I know you two are sad and confused. Things happened so fast. I can’t really write yet about the actual situation that changed the course of the day. I can’t really make sense of it. So what I will say is this: What happened that afternoon was a bad thing. It could have been much worse and thank God it wasn’t. But it could have been. We can’t keep a dog that bites. Even just one time is way too many. We just can’t keep a dog that bites.
You have both asked me a lot of questions this weekend, and I don’t really know how to answer them all, but I’m doing the best I can. No, I don’t know why Woodson did this. No, I don’t think we can trust he won’t do it again. No, we don’t have to stop talking about him. No, we don’t have to stop loving him. No, we most certainly do not have to be glad he’s gone. No, I’m not going to send you away if you do something bad, because people are different than dogs. Yes, I love him. Yes, we can forgive him. Yes, I think he misses us and yes I’m sure he loved us and yes I believe he wouldn’t do anything to hurt his family. But something got into him Saturday, and he hurt somebody else, and we can’t wait around to see if it will happen a second time. There is a lot involved in being a responsible pet owner besides the feeding and the walking and the loving. He had to go.
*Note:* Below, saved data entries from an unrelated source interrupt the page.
//! VPS Checkout Server
//!
//! Axum-based server selling fixed-size instances: the buyer picks a plan,
//! pays through a QR transaction, then confirms to get a running instance
//! with its address and root password.

mod config;
mod handlers;
mod orchestrator;
mod state;

use std::path::Path;
use std::sync::Arc;

use anyhow::Context;
use axum::{
    Router,
    routing::{get, post},
};
use tower_http::{
    cors::{Any, CorsLayer},
    services::ServeDir,
    trace::TraceLayer,
};
use tracing_subscriber::{layer::SubscriberExt, util::SubscriberInitExt};

use vps_core::PlanCatalog;
use vps_payments::{
    PakasirClient, PakasirConfig, PaymentVerifier, TransactionService, TurnstileClient,
    TurnstileConfig,
};
use vps_runtime::{DigitalOceanClient, DigitalOceanConfig, InstanceProvisioner, ProvisionerConfig};

use crate::config::ServerConfig;
use crate::handlers::{check_status, checkout, create_transaction, health_check, list_plans};
use crate::orchestrator::Orchestrator;
use crate::state::AppState;

#[tokio::main]
async fn main() -> anyhow::Result<()> {
    // Load environment
    dotenvy::dotenv().ok();

    // Initialize tracing
    tracing_subscriber::registry()
        .with(tracing_subscriber::EnvFilter::new(
            std::env::var("RUST_LOG").unwrap_or_else(|_| "info,tower_http=debug".into()),
        ))
        .with(tracing_subscriber::fmt::layer())
        .init();

    let config = ServerConfig::from_env()?;
    let catalog = Arc::new(PlanCatalog::builtin());

    // Payment gateway
    let pakasir_config = PakasirConfig::from_env()
        .context("Pakasir not configured (set PAKASIR_SLUG and PAKASIR_API_KEY)")?
        .with_timeout(config.call_timeout);
    let gateway = Arc::new(PakasirClient::new(pakasir_config)?);
    tracing::info!("✓ Pakasir gateway configured");

    // Presence verification
    let turnstile_config = TurnstileConfig::from_env()
        .context("Turnstile not configured (set TURNSTILE_SECRET_KEY)")?
        .with_timeout(config.call_timeout);
    let turnstile = TurnstileClient::new(turnstile_config)?;
    let site_key = turnstile.site_key().map(String::from);
    if site_key.is_none() {
        tracing::warn!("⚠ TURNSTILE_SITE_KEY not set - checkout page gets no widget key");
    }

    // Cloud provider
    let do_config = DigitalOceanConfig::from_env()
        .context("DigitalOcean not configured (set DO_API_KEY)")?
        .with_timeout(config.call_timeout);
    let cloud = Arc::new(DigitalOceanClient::new(do_config)?);
    tracing::info!("✓ DigitalOcean configured");

    let transactions = TransactionService::new(gateway.clone(), catalog.clone())
        .with_call_timeout(config.call_timeout);
    let verifier = PaymentVerifier::new(Arc::new(turnstile), gateway, catalog.clone())
        .with_call_timeout(config.call_timeout);
    let provisioner = InstanceProvisioner::with_config(
        cloud,
        catalog.clone(),
        ProvisionerConfig {
            call_timeout: config.call_timeout,
            ..ProvisionerConfig::default()
        },
    );

    tracing::info!("Serving {} plans:", catalog.len());
    for plan in catalog.plans() {
        tracing::info!("  • {} ({}) - {}", plan.key, plan.provider_size_id, plan.price);
    }

    // Build application state
    let state = AppState {
        catalog: catalog.clone(),
        transactions: Arc::new(transactions),
        orchestrator: Arc::new(Orchestrator::new(verifier, provisioner)),
        site_key,
    };

    let app = build_router(state, &config.static_dir);

    // Start server
    let addr = config.bind_addr();
    let listener = tokio::net::TcpListener::bind(&addr)
        .await
        .with_context(|| format!("failed to bind {addr}"))?;

    tracing::info!("══════════════════════════════════════════════════");
    tracing::info!("🚀 vps-server running on http://{}", addr);
    tracing::info!("══════════════════════════════════════════════════");
    tracing::info!("");
    tracing::info!("Endpoints:");
    tracing::info!("  GET  /health                  - Health check");
    tracing::info!("  GET  /api/plans               - Plan catalog");
    tracing::info!("  GET  /api/checkout?plan=      - Checkout data for a plan");
    tracing::info!("  POST /api/create-transaction  - Create QR payment");
    tracing::info!("  POST /api/check-status        - Confirm payment and provision");
    tracing::info!("  GET  /*                       - Static files from {}", config.static_dir.display());
    tracing::info!("");

    axum::serve(listener, app).await?;

    Ok(())
}

pub(crate) fn build_router(state: AppState, static_dir: &Path) -> Router {
    // CORS configuration
    let cors = CorsLayer::new()
        .allow_origin(Any)
        .allow_methods(Any)
        .allow_headers(Any);

    Router::new()
        // Health & info
        .route("/health", get(health_check))
        .route("/api/plans", get(list_plans))
        .route("/api/checkout", get(checkout))

        // Orders
        .route("/api/create-transaction", post(create_transaction))
        .route("/api/check-status", post(check_status))

        // Static files (storefront)
        .fallback_service(ServeDir::new(static_dir))

        .layer(cors)
        .layer(TraceLayer::new_for_http())
        .with_state(state)
}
But here is the thing; I know you two understand. You both are wise well beyond your years, and I can see from your behavior this weekend that you understand why Woodson had to leave. I was so proud of you both, your strength and your bravery in saying goodbye to him. Watching you two pet him and hug him and take some last photos with him, holding back tears until the car was out of view, well, I was just in awe that you two were able to say goodbye with such grace. There are lots of grownups in the world who couldn’t handle a situation like this with the same level of maturity. There just isn’t a word big enough to describe my love for the two of you.
So here’s the thing; I think that the years we had with Woodson don’t have to be defined by this one action. If we all agree that we understand why he had to go, and we have acknowledged that, then it’s okay instead to remember all that was good about having him in our family. All of the funny nicknames (The Baron Poopstick von Shartsalot), and all the funny voices we made for him, and the way he was a bed hog, and how he loved to go swim in the lake, and the way he made us feel safe when we were home alone at night, and how his paws smelled like Fritos , and how much he loved peanut butter, and the way he’d lay on his back and his lips would flap open and he’d look like such a goofball. And that time that he farted in his own mouth. Let’s remember those things, and love him for the kind of dog he was when he’d sit patiently while Thing Two blew bubbles in his face or always follow Thing One around when he had Funyuns or practically smother me while he curled up in my lap. Let’s remember how he liked to carry a stick in his mouth when he took a walk and how handsome he looked in his Michigan football jersey.
I’m going to miss him too. But we’ll get through this together. I promise.